Investment advisory firm Main Street Advisors and Jimmy Iovine, founder of Interscope Records and Beats by Dre, are investors in the new venture alongside music label Universal Music Group and Goldman Sachs.

“Alongside this impressive team, we will create the definitive global content, commerce, and experiential platform of convergence culture,” Mr. Levant said.

The job cuts at BuzzFeed come nearly a year after it laid off 15 percent of its workforce and shut down its news division amid a slowdown in digital advertising, shifts in audience behavior, and a declining economy. The company also cut about 180 staff members in late 2022.

Several other media outlets and publishers—including The Washington Post, Los Angeles Times, Condé Nast, Business Insider, Forbes, and The Wall Street Journal—have also announced layoffs in recent months.

Shares of BuzzFeed have declined by about 98 percent since its initial public offering in 2021. The company shares were down 8.5 percent following the latest sale announcement.

Also, on Feb. 21, BuzzFeed revised its financial guidance lower for the fourth quarter of 2023.
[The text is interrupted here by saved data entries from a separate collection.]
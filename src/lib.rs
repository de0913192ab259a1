// Copyright (c) 2024-present, tuple-archive contributors
// This source code is licensed under both the Apache 2.0 and MIT License
// (found in the LICENSE-* files in the repository)

//! A columnar, partitioned on-disk archive for `(item, property, context,
//! time, seqNr, value)` tuples.
//!
//! Tuples are grouped into `(itemId, propertyId, contextId)` partitions and
//! written into year/week directories whose names encode the id range they
//! contain, backed directly by the `parquet` crate's low-level column
//! writer/reader API.
//!
//! # Example usage
//!
//! ```
//! use tuple_archive::{ArchiveConfig, Tuple, Value};
//!
//! # let folder = tempfile::tempdir()?;
//! let store = ArchiveConfig::new(folder).open()?;
//!
//! store.put(vec![Tuple::new(
//!     "http://example.org/item/1",
//!     "http://example.org/prop/temperature",
//!     "http://example.org/ctx/default",
//!     1_700_000_000,
//!     0,
//!     Value::Float64(21.5),
//! )])?;
//!
//! let results = store.fetch("http://example.org/item/1", None, None, 0)?;
//! assert_eq!(results.len(), 1);
//! # Ok::<(), tuple_archive::Error>(())
//! ```

#![forbid(unsafe_code)]
#![warn(clippy::all)]
#![warn(clippy::pedantic)]
#![allow(clippy::module_name_repetitions)]

mod aggregate;
mod cache;
mod coding;
mod error;
mod fetch;
mod id;
mod partition;
mod row;
mod store;
mod tuple;
mod value;
mod writer;

#[cfg(feature = "ingest")]
pub mod ingest;

#[doc(hidden)]
pub use coding::{Decode, Encode};
#[doc(hidden)]
pub use fetch::FetchPlan;
#[doc(hidden)]
pub use id::{MappingStore, Role};
#[doc(hidden)]
pub use partition::{PartitionKey, WeekRange, YearRange};
#[doc(hidden)]
pub use row::{IdPredicate, Row, WriterSettings};

pub use aggregate::AggregationOp;
pub use error::{Error, Result, ValueDecodingError, ValueEncodingError};
pub use store::{ArchiveConfig, ArchiveStore};
pub use tuple::Tuple;
pub use value::{Record, Value};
Revenues from continuing operations are now expected to be $73 million–$78 million, down from an outlook of $99 million–$110 million posted in November, the company said. The adjusted EBITDA (earnings before interest, taxes, depreciation, and amortization) from continuing operations is $15 million–$20 million, compared with its previous forecast of $20 million–$30 million, also posted in November.